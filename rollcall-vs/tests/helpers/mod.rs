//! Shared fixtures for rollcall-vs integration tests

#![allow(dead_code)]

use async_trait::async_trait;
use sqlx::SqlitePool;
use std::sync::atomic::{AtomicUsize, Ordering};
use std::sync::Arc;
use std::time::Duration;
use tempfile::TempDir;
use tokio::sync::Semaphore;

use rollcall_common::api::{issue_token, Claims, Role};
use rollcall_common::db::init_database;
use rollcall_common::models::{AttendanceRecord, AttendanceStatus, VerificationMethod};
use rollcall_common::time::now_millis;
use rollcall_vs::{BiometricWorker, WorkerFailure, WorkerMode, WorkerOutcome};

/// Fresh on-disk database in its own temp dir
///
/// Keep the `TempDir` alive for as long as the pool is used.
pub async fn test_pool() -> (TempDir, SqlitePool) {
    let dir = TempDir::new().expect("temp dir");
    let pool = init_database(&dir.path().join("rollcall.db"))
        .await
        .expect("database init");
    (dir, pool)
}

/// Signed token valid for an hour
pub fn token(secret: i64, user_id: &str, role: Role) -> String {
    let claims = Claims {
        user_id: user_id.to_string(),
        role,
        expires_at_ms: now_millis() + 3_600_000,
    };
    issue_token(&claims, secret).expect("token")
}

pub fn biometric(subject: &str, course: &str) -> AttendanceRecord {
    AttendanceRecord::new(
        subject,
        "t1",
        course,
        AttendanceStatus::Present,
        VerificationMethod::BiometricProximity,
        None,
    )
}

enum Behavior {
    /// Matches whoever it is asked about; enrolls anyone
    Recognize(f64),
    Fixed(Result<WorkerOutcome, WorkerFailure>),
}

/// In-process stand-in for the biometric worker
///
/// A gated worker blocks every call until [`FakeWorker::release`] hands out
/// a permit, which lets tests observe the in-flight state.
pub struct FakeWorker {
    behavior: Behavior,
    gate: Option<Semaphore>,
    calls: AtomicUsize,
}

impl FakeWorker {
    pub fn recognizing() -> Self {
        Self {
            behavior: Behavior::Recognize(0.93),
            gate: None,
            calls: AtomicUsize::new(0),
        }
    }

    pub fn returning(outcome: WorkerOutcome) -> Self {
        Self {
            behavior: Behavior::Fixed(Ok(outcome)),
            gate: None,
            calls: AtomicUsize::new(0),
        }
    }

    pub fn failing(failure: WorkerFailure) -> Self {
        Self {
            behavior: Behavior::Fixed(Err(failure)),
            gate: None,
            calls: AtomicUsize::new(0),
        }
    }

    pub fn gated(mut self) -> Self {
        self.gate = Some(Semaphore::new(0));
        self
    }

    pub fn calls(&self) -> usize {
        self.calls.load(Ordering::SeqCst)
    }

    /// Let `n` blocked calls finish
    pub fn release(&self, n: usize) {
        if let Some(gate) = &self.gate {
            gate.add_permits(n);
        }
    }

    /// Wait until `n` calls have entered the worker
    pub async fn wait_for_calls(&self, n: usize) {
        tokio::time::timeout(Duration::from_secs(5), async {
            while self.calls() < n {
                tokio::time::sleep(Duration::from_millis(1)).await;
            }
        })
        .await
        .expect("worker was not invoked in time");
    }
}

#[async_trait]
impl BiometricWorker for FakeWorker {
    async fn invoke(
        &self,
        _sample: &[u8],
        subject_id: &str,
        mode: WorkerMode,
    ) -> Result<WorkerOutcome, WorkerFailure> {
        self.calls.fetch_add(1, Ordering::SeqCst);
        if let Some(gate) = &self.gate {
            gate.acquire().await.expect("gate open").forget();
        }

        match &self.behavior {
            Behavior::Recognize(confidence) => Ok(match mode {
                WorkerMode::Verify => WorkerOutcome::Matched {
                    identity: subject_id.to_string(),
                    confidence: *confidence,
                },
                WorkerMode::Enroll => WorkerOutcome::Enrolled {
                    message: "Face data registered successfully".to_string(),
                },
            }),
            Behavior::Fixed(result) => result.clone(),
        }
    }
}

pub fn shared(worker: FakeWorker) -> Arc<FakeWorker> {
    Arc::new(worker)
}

──────────────────────────────

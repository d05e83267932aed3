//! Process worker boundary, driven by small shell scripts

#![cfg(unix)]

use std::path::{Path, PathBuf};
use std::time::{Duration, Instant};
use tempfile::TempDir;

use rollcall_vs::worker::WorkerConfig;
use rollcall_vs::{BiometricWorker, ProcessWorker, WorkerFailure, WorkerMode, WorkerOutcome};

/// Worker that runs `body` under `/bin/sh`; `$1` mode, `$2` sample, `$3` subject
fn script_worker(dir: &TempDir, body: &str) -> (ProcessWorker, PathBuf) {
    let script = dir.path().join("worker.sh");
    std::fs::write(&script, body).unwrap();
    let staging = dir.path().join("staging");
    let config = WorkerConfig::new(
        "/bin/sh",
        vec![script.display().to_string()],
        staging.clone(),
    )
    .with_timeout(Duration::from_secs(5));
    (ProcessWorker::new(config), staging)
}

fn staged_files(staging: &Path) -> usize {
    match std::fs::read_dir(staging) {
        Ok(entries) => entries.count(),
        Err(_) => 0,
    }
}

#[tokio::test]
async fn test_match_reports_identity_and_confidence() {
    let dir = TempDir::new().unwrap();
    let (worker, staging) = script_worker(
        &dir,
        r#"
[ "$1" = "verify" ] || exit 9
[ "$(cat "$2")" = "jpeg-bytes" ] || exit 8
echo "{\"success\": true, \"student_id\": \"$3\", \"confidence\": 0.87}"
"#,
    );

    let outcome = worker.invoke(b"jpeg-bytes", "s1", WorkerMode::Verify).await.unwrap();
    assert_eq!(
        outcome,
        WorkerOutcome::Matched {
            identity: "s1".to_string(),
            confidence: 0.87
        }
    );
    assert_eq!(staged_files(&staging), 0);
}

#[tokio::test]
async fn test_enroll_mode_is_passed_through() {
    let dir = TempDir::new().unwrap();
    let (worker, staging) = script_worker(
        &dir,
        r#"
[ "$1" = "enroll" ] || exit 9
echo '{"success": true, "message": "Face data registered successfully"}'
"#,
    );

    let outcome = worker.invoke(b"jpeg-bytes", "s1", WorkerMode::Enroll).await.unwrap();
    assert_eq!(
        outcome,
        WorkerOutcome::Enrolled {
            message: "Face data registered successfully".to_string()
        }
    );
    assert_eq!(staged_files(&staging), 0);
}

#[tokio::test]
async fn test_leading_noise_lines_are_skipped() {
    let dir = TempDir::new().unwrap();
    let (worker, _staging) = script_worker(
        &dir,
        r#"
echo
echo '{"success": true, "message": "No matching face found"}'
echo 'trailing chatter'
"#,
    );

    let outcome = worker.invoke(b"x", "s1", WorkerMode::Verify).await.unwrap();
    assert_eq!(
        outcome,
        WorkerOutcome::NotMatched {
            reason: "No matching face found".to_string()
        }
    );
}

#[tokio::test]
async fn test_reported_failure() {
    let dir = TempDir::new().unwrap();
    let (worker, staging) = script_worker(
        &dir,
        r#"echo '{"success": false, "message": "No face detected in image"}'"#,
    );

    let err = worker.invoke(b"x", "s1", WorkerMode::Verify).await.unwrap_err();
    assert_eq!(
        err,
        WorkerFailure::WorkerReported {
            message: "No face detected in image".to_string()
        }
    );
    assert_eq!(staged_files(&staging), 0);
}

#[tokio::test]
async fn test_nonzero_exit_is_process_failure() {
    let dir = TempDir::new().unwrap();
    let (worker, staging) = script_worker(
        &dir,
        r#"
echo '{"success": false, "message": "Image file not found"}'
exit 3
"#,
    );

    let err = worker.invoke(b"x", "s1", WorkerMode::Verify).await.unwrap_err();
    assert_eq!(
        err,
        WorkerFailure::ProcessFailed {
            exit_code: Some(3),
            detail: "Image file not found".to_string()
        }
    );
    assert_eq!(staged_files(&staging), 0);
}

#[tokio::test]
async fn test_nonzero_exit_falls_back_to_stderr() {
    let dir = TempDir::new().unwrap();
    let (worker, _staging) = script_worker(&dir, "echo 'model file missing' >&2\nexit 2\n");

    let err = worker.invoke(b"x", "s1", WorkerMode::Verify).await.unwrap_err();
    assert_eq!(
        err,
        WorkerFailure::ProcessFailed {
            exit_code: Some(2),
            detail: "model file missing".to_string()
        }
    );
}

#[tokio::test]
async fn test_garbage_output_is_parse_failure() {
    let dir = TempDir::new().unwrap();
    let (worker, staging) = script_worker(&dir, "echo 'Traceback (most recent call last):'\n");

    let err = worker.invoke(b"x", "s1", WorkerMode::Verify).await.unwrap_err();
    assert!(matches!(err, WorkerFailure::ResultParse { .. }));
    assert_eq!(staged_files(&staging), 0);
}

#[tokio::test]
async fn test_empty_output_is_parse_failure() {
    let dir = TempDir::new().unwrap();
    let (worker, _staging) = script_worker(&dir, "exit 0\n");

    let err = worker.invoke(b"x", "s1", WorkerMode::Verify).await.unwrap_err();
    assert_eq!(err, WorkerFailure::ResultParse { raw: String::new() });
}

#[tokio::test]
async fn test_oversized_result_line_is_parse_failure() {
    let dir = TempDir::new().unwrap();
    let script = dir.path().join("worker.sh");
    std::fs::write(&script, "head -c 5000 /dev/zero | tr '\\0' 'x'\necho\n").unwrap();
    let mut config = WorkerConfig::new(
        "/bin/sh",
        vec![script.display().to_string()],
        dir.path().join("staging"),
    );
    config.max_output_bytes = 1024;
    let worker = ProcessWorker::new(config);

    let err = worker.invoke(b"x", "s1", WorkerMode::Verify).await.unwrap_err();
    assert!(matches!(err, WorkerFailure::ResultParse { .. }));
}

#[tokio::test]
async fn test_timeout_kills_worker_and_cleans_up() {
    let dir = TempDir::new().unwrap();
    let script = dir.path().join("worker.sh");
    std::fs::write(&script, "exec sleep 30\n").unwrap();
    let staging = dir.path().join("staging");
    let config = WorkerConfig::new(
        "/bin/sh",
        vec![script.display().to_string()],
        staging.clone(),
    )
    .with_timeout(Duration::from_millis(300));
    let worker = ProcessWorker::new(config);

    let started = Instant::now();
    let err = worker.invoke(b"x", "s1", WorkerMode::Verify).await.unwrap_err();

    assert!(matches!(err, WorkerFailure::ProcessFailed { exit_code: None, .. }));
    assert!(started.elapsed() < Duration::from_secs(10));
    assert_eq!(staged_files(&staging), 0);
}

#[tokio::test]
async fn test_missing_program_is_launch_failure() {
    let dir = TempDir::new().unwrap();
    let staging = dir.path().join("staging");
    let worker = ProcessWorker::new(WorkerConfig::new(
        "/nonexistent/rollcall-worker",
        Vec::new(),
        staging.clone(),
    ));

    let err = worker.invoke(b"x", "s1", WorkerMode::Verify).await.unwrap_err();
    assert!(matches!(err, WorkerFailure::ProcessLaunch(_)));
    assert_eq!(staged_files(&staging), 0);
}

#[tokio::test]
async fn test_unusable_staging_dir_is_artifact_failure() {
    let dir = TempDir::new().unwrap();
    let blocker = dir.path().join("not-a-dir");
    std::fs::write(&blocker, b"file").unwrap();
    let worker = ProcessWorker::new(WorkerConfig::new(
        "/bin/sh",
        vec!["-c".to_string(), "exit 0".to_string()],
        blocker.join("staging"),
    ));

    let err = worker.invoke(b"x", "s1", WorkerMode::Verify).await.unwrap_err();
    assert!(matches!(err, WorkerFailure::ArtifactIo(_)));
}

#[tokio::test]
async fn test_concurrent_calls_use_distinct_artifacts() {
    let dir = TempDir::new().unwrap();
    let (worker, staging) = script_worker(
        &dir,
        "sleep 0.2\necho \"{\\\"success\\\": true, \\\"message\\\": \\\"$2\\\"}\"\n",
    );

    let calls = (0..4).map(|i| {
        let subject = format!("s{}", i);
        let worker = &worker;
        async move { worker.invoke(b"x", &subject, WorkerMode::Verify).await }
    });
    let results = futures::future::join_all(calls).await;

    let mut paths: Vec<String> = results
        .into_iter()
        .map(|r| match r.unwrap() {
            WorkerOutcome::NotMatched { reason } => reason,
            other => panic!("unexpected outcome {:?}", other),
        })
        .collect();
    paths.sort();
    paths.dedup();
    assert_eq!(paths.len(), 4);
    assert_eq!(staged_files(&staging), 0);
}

──────────────────────────────

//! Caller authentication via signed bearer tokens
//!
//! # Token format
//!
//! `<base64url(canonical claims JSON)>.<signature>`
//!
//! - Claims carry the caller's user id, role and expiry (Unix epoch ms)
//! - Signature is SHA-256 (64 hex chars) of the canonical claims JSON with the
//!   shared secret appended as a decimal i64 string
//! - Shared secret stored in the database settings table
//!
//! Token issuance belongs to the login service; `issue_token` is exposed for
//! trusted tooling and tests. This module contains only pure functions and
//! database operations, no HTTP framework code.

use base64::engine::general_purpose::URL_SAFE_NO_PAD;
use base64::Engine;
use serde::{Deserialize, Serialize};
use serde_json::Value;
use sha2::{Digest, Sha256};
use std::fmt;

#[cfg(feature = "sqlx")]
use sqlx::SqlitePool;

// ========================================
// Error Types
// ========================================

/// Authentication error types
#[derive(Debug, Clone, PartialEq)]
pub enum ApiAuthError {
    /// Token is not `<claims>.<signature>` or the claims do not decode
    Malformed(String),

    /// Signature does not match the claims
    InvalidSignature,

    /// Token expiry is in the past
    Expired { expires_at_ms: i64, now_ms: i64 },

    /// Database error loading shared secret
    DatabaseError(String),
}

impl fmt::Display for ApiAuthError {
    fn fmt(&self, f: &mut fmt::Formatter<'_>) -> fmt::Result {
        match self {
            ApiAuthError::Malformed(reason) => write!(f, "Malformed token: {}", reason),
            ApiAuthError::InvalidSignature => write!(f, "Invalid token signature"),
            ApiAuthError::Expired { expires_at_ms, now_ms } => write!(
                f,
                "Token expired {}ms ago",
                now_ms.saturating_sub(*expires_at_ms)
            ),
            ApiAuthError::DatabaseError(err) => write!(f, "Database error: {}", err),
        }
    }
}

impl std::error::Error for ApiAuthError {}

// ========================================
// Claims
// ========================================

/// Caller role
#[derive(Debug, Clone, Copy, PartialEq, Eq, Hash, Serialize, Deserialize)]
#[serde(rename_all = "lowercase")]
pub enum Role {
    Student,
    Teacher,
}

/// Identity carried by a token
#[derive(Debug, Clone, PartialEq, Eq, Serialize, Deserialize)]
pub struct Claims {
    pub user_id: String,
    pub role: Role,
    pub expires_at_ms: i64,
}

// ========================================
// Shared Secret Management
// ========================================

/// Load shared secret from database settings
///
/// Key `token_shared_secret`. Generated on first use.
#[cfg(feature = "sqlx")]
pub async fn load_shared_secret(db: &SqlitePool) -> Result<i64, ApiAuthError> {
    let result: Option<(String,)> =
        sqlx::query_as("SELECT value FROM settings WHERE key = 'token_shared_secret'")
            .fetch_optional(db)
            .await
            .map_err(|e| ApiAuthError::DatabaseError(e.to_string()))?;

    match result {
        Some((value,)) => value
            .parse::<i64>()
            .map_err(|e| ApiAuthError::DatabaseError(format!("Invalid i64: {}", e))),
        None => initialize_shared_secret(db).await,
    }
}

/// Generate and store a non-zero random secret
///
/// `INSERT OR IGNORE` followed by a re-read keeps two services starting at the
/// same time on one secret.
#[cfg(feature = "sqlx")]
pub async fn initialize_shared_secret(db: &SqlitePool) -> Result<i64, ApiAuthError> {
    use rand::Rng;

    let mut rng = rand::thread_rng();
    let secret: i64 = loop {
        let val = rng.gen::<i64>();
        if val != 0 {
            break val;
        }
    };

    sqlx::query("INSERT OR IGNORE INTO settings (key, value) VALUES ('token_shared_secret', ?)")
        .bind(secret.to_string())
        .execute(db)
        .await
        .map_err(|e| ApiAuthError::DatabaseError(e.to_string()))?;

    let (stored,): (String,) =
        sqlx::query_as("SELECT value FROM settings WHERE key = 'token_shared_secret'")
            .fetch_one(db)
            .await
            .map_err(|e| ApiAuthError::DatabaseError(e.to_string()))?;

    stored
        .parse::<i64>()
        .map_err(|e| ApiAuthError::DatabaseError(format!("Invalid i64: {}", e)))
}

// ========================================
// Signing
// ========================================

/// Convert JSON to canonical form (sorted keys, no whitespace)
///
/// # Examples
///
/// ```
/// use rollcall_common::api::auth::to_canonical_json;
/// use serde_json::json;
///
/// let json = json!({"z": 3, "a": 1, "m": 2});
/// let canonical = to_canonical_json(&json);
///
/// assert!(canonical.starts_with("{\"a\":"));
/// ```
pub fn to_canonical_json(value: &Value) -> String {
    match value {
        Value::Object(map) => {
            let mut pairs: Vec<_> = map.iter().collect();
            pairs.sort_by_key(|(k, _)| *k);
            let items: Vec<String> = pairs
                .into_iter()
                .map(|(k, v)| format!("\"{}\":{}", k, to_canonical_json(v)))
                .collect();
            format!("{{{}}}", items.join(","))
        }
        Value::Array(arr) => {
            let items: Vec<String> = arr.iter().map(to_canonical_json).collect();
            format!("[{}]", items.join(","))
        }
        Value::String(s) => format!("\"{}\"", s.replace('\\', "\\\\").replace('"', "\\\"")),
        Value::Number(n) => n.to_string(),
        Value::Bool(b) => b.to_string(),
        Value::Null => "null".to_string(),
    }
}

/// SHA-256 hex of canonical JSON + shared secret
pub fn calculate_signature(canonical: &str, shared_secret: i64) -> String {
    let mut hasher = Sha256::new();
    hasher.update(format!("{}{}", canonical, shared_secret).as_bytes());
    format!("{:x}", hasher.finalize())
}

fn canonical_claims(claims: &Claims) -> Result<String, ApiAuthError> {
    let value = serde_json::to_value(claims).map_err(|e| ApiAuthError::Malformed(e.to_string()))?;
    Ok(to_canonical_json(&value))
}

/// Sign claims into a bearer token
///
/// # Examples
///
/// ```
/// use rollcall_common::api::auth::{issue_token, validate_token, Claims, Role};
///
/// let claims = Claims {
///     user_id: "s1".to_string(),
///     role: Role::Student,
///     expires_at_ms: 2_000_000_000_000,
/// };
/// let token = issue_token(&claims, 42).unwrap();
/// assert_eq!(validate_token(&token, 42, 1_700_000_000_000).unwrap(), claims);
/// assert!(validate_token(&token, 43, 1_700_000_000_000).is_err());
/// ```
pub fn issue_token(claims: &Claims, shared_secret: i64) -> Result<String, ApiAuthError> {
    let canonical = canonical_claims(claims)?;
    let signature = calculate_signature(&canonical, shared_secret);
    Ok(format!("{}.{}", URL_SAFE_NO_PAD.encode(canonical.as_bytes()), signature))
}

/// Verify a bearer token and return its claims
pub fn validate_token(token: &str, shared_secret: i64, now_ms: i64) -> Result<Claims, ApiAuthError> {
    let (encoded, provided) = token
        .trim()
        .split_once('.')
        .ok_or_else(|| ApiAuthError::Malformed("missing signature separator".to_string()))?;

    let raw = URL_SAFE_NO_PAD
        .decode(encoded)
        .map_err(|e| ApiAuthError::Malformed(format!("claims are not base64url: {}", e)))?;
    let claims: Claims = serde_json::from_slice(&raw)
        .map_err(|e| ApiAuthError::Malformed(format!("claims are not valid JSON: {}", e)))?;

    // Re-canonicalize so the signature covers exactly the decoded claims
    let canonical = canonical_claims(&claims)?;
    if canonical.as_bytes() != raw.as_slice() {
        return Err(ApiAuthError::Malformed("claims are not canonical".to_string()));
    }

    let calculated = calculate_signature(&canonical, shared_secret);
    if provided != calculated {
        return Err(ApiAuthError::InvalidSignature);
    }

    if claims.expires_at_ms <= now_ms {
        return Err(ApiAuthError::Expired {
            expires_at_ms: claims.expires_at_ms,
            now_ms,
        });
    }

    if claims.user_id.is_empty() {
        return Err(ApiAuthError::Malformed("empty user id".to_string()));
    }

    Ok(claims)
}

──────────────────────────────

**Exercise details:** Among the entries, how many lines include the word "paths"? Answer with a single number and nothing further.

**Result:** 4